Credit to the author for balancing his story against the very high probability that much of what these thinkers sought may be unattainable. He frequently mentions the humanity that these people try to explain with laws formulated from observations in the natural world. Although rightly impressed with his intellectual frontiersmen, Bernstein has no problem recognizing that the uncertainty that has always eluded explanation is us and that it helps make life worth living and progress possible.
This book is interesting for what it is. A story of the development of theories. I would have enjoyed more of a focus on the applications of this intellectual progression that led to the development of insurance and financial markets. Though these elements are mentioned often, they provide the backdrop for Bernsteins survey of theory. I suspect another book awaits someone who will reverse the order and use theory as a backdrop for the mechanisms that have allowed the modern economy to flourish and develop. The story of insurance, speculation, the beginning of capital markets, a monied economy and the like spring from the intellectual movements so well chronicled by Bernstein. However, they are not the focus, which has the habit of making the reading dry and sometimes uninteresting to those not captivated by the actual numeric analyses and proofs which are amply offerred over the course of the book.

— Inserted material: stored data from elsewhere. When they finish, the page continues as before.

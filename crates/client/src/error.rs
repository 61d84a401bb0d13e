//! Unified error handling with Sentry integration.
//!
//! Subsystems return their own error types (`StorageError`, `ApiError`,
//! `CheckoutError`, ...). Entry points that surface errors to a person
//! convert them into [`ClientError`], report internal failures to Sentry, and
//! show [`ClientError::user_message`] rather than raw error text.

use thiserror::Error;

use crate::api::ApiError;
use crate::checkout::{AddressError, CheckoutError};
use crate::config::ConfigError;
use crate::storage::StorageError;

/// Application-level error type for the commerce client.
#[derive(Debug, Error)]
pub enum ClientError {
    /// Durable storage operation failed.
    #[error("Storage error: {0}")]
    Storage(#[from] StorageError),

    /// Remote commerce API call failed.
    #[error("API error: {0}")]
    Api(#[from] ApiError),

    /// Checkout validation failed.
    #[error("Checkout error: {0}")]
    Checkout(#[from] CheckoutError),

    /// Address form validation failed.
    #[error("Address error: {0}")]
    Address(#[from] AddressError),

    /// Configuration is missing or invalid.
    #[error("Configuration error: {0}")]
    Config(#[from] ConfigError),

    /// Resource not found.
    #[error("Not found: {0}")]
    NotFound(String),

    /// Invalid input from the user.
    #[error("Bad request: {0}")]
    BadRequest(String),
}

impl ClientError {
    /// Whether this error indicates a fault rather than a user mistake.
    #[must_use]
    pub const fn is_internal(&self) -> bool {
        match self {
            Self::Storage(_) | Self::Config(_) => true,
            Self::Api(err) => !err.is_user_facing(),
            Self::Checkout(_) | Self::Address(_) | Self::NotFound(_) | Self::BadRequest(_) => false,
        }
    }

    /// Message safe to show to a shopper.
    #[must_use]
    pub fn user_message(&self) -> String {
        match self {
            Self::Storage(_) => "Could not access local storage".to_string(),
            Self::Config(err) => err.to_string(),
            Self::Api(err) => match err {
                ApiError::Api { message, .. } if !message.is_empty() => message.clone(),
                ApiError::Unauthorized | ApiError::MissingCredential => {
                    "Please sign in to continue".to_string()
                }
                ApiError::RateLimited(secs) => {
                    format!("Too many requests, try again in {secs} seconds")
                }
                _ => "The store is unreachable right now".to_string(),
            },
            Self::Checkout(err) => err.to_string(),
            Self::Address(err) => err.to_string(),
            Self::NotFound(what) => format!("Not found: {what}"),
            Self::BadRequest(msg) => msg.clone(),
        }
    }

    /// Log the error and, for internal faults, capture it to Sentry.
    pub fn report(&self) {
        if self.is_internal() {
            let event_id = sentry::capture_error(self);
            tracing::error!(
                error = %self,
                sentry_event_id = %event_id,
                "Client error"
            );
        } else {
            tracing::warn!(error = %self, "Request rejected");
        }
    }
}

/// Result type alias for `ClientError`.
pub type Result<T> = std::result::Result<T, ClientError>;

/// Add a breadcrumb for user actions.
///
/// Breadcrumbs appear in Sentry error reports to show the trail of user actions
/// leading up to an error. Without an initialized Sentry client this is a no-op.
///
/// # Example
///
/// ```rust
/// use shopfront_client::error::add_breadcrumb;
///
/// add_breadcrumb("cart", "add_item", Some(&[("product_id", "123")]));
/// ```
pub fn add_breadcrumb(category: &str, message: &str, data: Option<&[(&str, &str)]>) {
    let mut breadcrumb = sentry::Breadcrumb {
        category: Some(category.to_string()),
        message: Some(message.to_string()),
        level: sentry::Level::Info,
        ..Default::default()
    };

    if let Some(pairs) = data {
        for (key, value) in pairs {
            breadcrumb.data.insert(
                (*key).to_string(),
                serde_json::Value::String((*value).to_string()),
            );
        }
    }

    sentry::add_breadcrumb(breadcrumb);
}

#[cfg(test)]
mod tests {
    use super::*;
    use crate::checkout::PaymentError;

    #[test]
    fn test_client_error_display() {
        let err = ClientError::NotFound("product-123".to_string());
        assert_eq!(err.to_string(), "Not found: product-123");

        let err = ClientError::BadRequest("invalid input".to_string());
        assert_eq!(err.to_string(), "Bad request: invalid input");
    }

    #[test]
    fn test_internal_classification() {
        assert!(ClientError::Storage(StorageError::Unavailable("x".to_string())).is_internal());
        assert!(ClientError::Api(ApiError::Parse("bad json".to_string())).is_internal());
        assert!(!ClientError::Api(ApiError::Unauthorized).is_internal());
        assert!(!ClientError::Checkout(CheckoutError::EmptyCart).is_internal());
    }

    #[test]
    fn test_user_message_hides_internals() {
        let err = ClientError::Storage(StorageError::Unavailable("/home/me/.x".to_string()));
        assert_eq!(err.user_message(), "Could not access local storage");

        let err = ClientError::Api(ApiError::Parse("expected `,` at line 1".to_string()));
        assert_eq!(err.user_message(), "The store is unreachable right now");
    }

    #[test]
    fn test_user_message_prefers_server_message() {
        let err = ClientError::Api(ApiError::Api {
            status: 409,
            message: "Product is out of stock".to_string(),
        });
        assert_eq!(err.user_message(), "Product is out of stock");
    }

    #[test]
    fn test_user_message_for_validation() {
        let err = ClientError::Checkout(CheckoutError::Payment(PaymentError::MissingUpiId));
        assert_eq!(err.user_message(), "UPI ID is required");
    }

    #[test]
    fn test_breadcrumb_without_client_is_noop() {
        add_breadcrumb("cart", "add_item", Some(&[("product_id", "p1")]));
        add_breadcrumb("cart", "clear_cart", None);
    }
}
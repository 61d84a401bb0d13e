//! Subcommand implementations.

pub mod address;
pub mod cart;
pub mod checkout;
pub mod wishlist;

use shopfront_client::api::{CommerceClient, StaticToken};
use shopfront_client::cart::CartStore;
use shopfront_client::config::ClientConfig;
use shopfront_client::error::ClientError;
use shopfront_client::storage::FileStore;

/// Open the cart persisted under the configured data directory.
pub fn open_cart(config: &ClientConfig) -> CartStore<FileStore> {
    CartStore::open(FileStore::new(config.data_dir.clone()))
}

/// Build an API client from configuration.
pub fn commerce_client(config: &ClientConfig) -> Result<CommerceClient, ClientError> {
    let api = config.require_api()?;
    Ok(CommerceClient::new(
        api,
        StaticToken::new(config.api_token.clone()),
    )?)
}
//! Client configuration loaded from environment variables.
//!
//! # Environment Variables
//!
//! ## Optional
//! - `SHOPFRONT_API_URL` - Base URL of the commerce API. Without it only the
//!   cart and the checkout calculator are usable.
//! - `SHOPFRONT_API_TOKEN` - Bearer token for the commerce API
//! - `SHOPFRONT_DATA_DIR` - Directory for durable client state (default: .shopfront)
//! - `SHOPFRONT_HTTP_TIMEOUT_SECS` - HTTP request timeout (default: 10)
//! - `SHOPFRONT_CURRENCY` - Display currency code (default: INR)
//! - `SENTRY_DSN` - Sentry error tracking DSN
//! - `SENTRY_ENVIRONMENT` - Sentry environment name

use std::collections::HashMap;
use std::path::PathBuf;

use secrecy::SecretString;
use shopfront_core::CurrencyCode;
use thiserror::Error;
use url::Url;

const DEFAULT_DATA_DIR: &str = ".shopfront";
const DEFAULT_TIMEOUT_SECS: u64 = 10;
const MIN_ENTROPY_BITS_PER_CHAR: f64 = 3.0;

/// Blocklist of common placeholder patterns (case-insensitive)
const PLACEHOLDER_PATTERNS: &[&str] = &[
    "your-",
    "changeme",
    "replace",
    "placeholder",
    "example",
    "xxx",
    "todo",
    "fixme",
    "insert",
    "enter-",
    "put-your",
    "add-your",
];

/// Configuration errors that can occur during loading.
#[derive(Debug, Error)]
pub enum ConfigError {
    #[error("Missing environment variable: {0}")]
    MissingEnvVar(String),
    #[error("Invalid environment variable {0}: {1}")]
    InvalidEnvVar(String, String),
    #[error("Insecure secret in {0}: {1}")]
    InsecureSecret(String, String),
}

/// Commerce API connection settings.
#[derive(Debug, Clone, PartialEq, Eq)]
pub struct ApiConfig {
    /// Base URL all endpoints are resolved against
    pub base_url: Url,
    /// Per-request timeout
    pub timeout_secs: u64,
}

/// Client configuration.
///
/// Implements `Debug` manually to redact the API token.
#[derive(Clone)]
pub struct ClientConfig {
    /// Commerce API settings, if an API URL is configured
    pub api: Option<ApiConfig>,
    /// Bearer token for the commerce API
    pub api_token: Option<SecretString>,
    /// Directory for durable client state
    pub data_dir: PathBuf,
    /// Display currency
    pub currency: CurrencyCode,
    /// Sentry DSN for error tracking
    pub sentry_dsn: Option<String>,
    /// Sentry environment name
    pub sentry_environment: Option<String>,
}

impl std::fmt::Debug for ClientConfig {
    fn fmt(&self, f: &mut std::fmt::Formatter<'_>) -> std::fmt::Result {
        f.debug_struct("ClientConfig")
            .field("api", &self.api)
            .field("api_token", &self.api_token.as_ref().map(|_| "[REDACTED]"))
            .field("data_dir", &self.data_dir)
            .field("currency", &self.currency)
            .field("sentry_dsn", &self.sentry_dsn)
            .field("sentry_environment", &self.sentry_environment)
            .finish()
    }
}

impl ClientConfig {
    /// Load configuration from environment variables.
    ///
    /// Calls `dotenvy::dotenv()` to load from `.env` file if present.
    ///
    /// # Errors
    ///
    /// Returns `ConfigError` if a variable is invalid or the API token looks
    /// like a placeholder.
    pub fn from_env() -> Result<Self, ConfigError> {
        // Load .env file if present (ignore errors if not found)
        let _ = dotenvy::dotenv();

        Self::from_lookup(|key| std::env::var(key).ok())
    }

    /// Load configuration from an arbitrary variable source.
    ///
    /// # Errors
    ///
    /// Same as [`ClientConfig::from_env`].
    pub fn from_lookup(lookup: impl Fn(&str) -> Option<String>) -> Result<Self, ConfigError> {
        let env = Env(&lookup);

        let timeout_secs = env
            .or_default("SHOPFRONT_HTTP_TIMEOUT_SECS", &DEFAULT_TIMEOUT_SECS.to_string())
            .parse::<u64>()
            .map_err(|e| {
                ConfigError::InvalidEnvVar("SHOPFRONT_HTTP_TIMEOUT_SECS".to_string(), e.to_string())
            })?;

        let api = env
            .optional("SHOPFRONT_API_URL")
            .map(|raw| {
                let base_url = Url::parse(&raw).map_err(|e| {
                    ConfigError::InvalidEnvVar("SHOPFRONT_API_URL".to_string(), e.to_string())
                })?;
                Ok::<_, ConfigError>(ApiConfig {
                    base_url,
                    timeout_secs,
                })
            })
            .transpose()?;

        let api_token = env
            .optional("SHOPFRONT_API_TOKEN")
            .map(|value| {
                validate_secret_strength(&value, "SHOPFRONT_API_TOKEN")?;
                Ok::<_, ConfigError>(SecretString::from(value))
            })
            .transpose()?;

        let currency = env
            .or_default("SHOPFRONT_CURRENCY", CurrencyCode::default().code())
            .parse::<CurrencyCode>()
            .map_err(|e| {
                ConfigError::InvalidEnvVar("SHOPFRONT_CURRENCY".to_string(), e.to_string())
            })?;

        Ok(Self {
            api,
            api_token,
            data_dir: PathBuf::from(env.or_default("SHOPFRONT_DATA_DIR", DEFAULT_DATA_DIR)),
            currency,
            sentry_dsn: env.optional("SENTRY_DSN"),
            sentry_environment: env.optional("SENTRY_ENVIRONMENT"),
        })
    }

    /// API settings, or an error naming the missing variable.
    ///
    /// # Errors
    ///
    /// Returns `ConfigError::MissingEnvVar` if no API URL is configured.
    pub fn require_api(&self) -> Result<&ApiConfig, ConfigError> {
        self.api
            .as_ref()
            .ok_or_else(|| ConfigError::MissingEnvVar("SHOPFRONT_API_URL".to_string()))
    }
}

// =============================================================================
// Helper Functions
// =============================================================================

/// Variable source wrapper.
struct Env<'a, F>(&'a F);

impl<F: Fn(&str) -> Option<String>> Env<'_, F> {
    /// Get an optional variable; blank values count as unset.
    fn optional(&self, key: &str) -> Option<String> {
        (self.0)(key)
            .map(|v| v.trim().to_string())
            .filter(|v| !v.is_empty())
    }

    /// Get a variable with a default value.
    fn or_default(&self, key: &str, default: &str) -> String {
        self.optional(key).unwrap_or_else(|| default.to_string())
    }
}

/// Calculate Shannon entropy in bits per character.
fn shannon_entropy(s: &str) -> f64 {
    if s.is_empty() {
        return 0.0;
    }

    let mut freq: HashMap<char, usize> = HashMap::new();
    for c in s.chars() {
        *freq.entry(c).or_insert(0) += 1;
    }

    #[allow(clippy::cast_precision_loss)] // String length will never exceed f64 precision
    let len = s.chars().count() as f64;
    freq.values()
        .map(|&count| {
            #[allow(clippy::cast_precision_loss)] // Character count will never exceed f64 precision
            let p = count as f64 / len;
            -p * p.log2()
        })
        .sum()
}

/// Validate that a secret is not a placeholder and has sufficient entropy.
fn validate_secret_strength(secret: &str, var_name: &str) -> Result<(), ConfigError> {
    let lower = secret.to_lowercase();

    for pattern in PLACEHOLDER_PATTERNS {
        if lower.contains(pattern) {
            return Err(ConfigError::InsecureSecret(
                var_name.to_string(),
                format!("appears to be a placeholder (contains '{pattern}')"),
            ));
        }
    }

    let entropy = shannon_entropy(secret);
    if entropy < MIN_ENTROPY_BITS_PER_CHAR {
        return Err(ConfigError::InsecureSecret(
            var_name.to_string(),
            format!(
                "entropy too low ({entropy:.2} bits/char, need >= {MIN_ENTROPY_BITS_PER_CHAR:.1})"
            ),
        ));
    }

    Ok(())
}
//! Order submission.

use tracing::instrument;
use uuid::Uuid;

use super::types::OrderConfirmation;
use super::{ApiError, CommerceClient};
use crate::checkout::OrderRequest;

impl CommerceClient {
    /// Hand an assembled order to the order API.
    ///
    /// Each call carries a fresh `Idempotency-Key`; retrying the same
    /// submission should reuse [`CommerceClient::submit_order_with_key`].
    ///
    /// # Errors
    ///
    /// Returns an error if the request fails or the response cannot be parsed.
    pub async fn submit_order(&self, order: &OrderRequest) -> Result<OrderConfirmation, ApiError> {
        self.submit_order_with_key(order, Uuid::new_v4()).await
    }

    /// Submit an order with a caller-chosen idempotency key.
    ///
    /// # Errors
    ///
    /// Returns an error if the request fails or the response cannot be parsed.
    #[instrument(skip(self, order), fields(lines = order.items.len(), total = %order.total_amount))]
    pub async fn submit_order_with_key(
        &self,
        order: &OrderRequest,
        idempotency_key: Uuid,
    ) -> Result<OrderConfirmation, ApiError> {
        let confirmation: OrderConfirmation = self
            .post(
                "/orders",
                Some(order),
                &[("Idempotency-Key", idempotency_key.to_string())],
            )
            .await?;

        tracing::info!(order_id = %confirmation.order_id, "Order submitted");
        Ok(confirmation)
    }
}
//! Newtype IDs for type-safe entity references.
//!
//! The remote commerce API identifies everything with opaque strings. Use the
//! `define_id!` macro to create wrappers that prevent accidentally mixing IDs
//! from different entity types.

/// Macro to define a type-safe string ID wrapper.
///
/// Creates a newtype wrapper around `String` with:
/// - `Serialize`/`Deserialize` with `#[serde(transparent)]`
/// - `Debug`, `Clone`, `PartialEq`, `Eq`, `Hash`, `PartialOrd`, `Ord`
/// - Conversion methods: `new()`, `as_str()`, `into_inner()`
/// - `From<String>`, `From<&str>` and `Display` implementations
///
/// # Example
///
/// ```rust
/// # use shopfront_core::define_id;
/// define_id!(ProductId);
/// define_id!(AddressId);
///
/// let product_id = ProductId::new("p-1");
/// let address_id = AddressId::new("p-1");
///
/// // These are different types, so this won't compile:
/// // let _: ProductId = address_id;
/// assert_eq!(product_id.as_str(), address_id.as_str());
/// ```
#[macro_export]
macro_rules! define_id {
    ($name:ident) => {
        #[derive(
            Debug,
            Clone,
            PartialEq,
            Eq,
            Hash,
            PartialOrd,
            Ord,
            ::serde::Serialize,
            ::serde::Deserialize
        )]
        #[serde(transparent)]
        pub struct $name(String);

        impl $name {
            /// Create a new ID from any string-like value.
            #[must_use]
            pub fn new(id: impl Into<String>) -> Self {
                Self(id.into())
            }

            /// Get the underlying string value.
            #[must_use]
            pub fn as_str(&self) -> &str {
                &self.0
            }

            /// Consume the ID and return the inner string.
            #[must_use]
            pub fn into_inner(self) -> String {
                self.0
            }
        }

        impl ::core::fmt::Display for $name {
            fn fmt(&self, f: &mut ::core::fmt::Formatter<'_>) -> ::core::fmt::Result {
                f.write_str(&self.0)
            }
        }

        impl From<String> for $name {
            fn from(id: String) -> Self {
                Self(id)
            }
        }

        impl From<&str> for $name {
            fn from(id: &str) -> Self {
                Self(id.to_owned())
            }
        }

        impl From<$name> for String {
            fn from(id: $name) -> Self {
                id.0
            }
        }

        impl AsRef<str> for $name {
            fn as_ref(&self) -> &str {
                &self.0
            }
        }
    };
}

// Define standard entity IDs
define_id!(ProductId);
define_id!(AddressId);
define_id!(OrderId);

#[cfg(test)]
#[allow(clippy::unwrap_used)]
mod tests {
    use super::*;

    #[test]
    fn test_id_serializes_as_plain_string() {
        let id = ProductId::new("sku-42");
        assert_eq!(serde_json::to_string(&id).unwrap(), "\"sku-42\"");

        let parsed: ProductId = serde_json::from_str("\"sku-42\"").unwrap();
        assert_eq!(parsed, id);
    }

    #[test]
    fn test_id_display_and_conversions() {
        let id = AddressId::from("addr_1");
        assert_eq!(id.to_string(), "addr_1");
        assert_eq!(String::from(id.clone()), "addr_1");
        assert_eq!(id.into_inner(), "addr_1");
    }
}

If you like intellectual history and are looking to tie the building blocks of probability and risk analysis together over the last four centuries than this book may well captivate you. If you are seeking an understanding of how these discoveries were applied to forge the modern economy we now take for granted you will find parts interesting but may well feel that the story is incomplete.
History of risk analysis, not of risk
The book is a reasonably interesting history of the mathematical analysis of risk. Bernstein discusses the development of probability and statistical analysis, and even some of the more modern concepts behind portfolio theory. However, I was disappointed overall. The cover and title misled me---I was hoping for a history of how the understanding of risk and the development of analytical tools led to the development of insurance markets, etc., and fundamentally changed how businesses operated in the face of uncertainty. When a shipper could insure his cargo, instead of just waiting for bad news, how did that change the world? I want to know! Instead, I got to read about who discovered the bell curve. I'm trained in a mathematical field, so I felt the discussion got a bit tedious.
I felt, overall, that the discussion was aimed more at explaining the math in layman's terms rather than exploring the impact of these developments on how people do business and make decisions.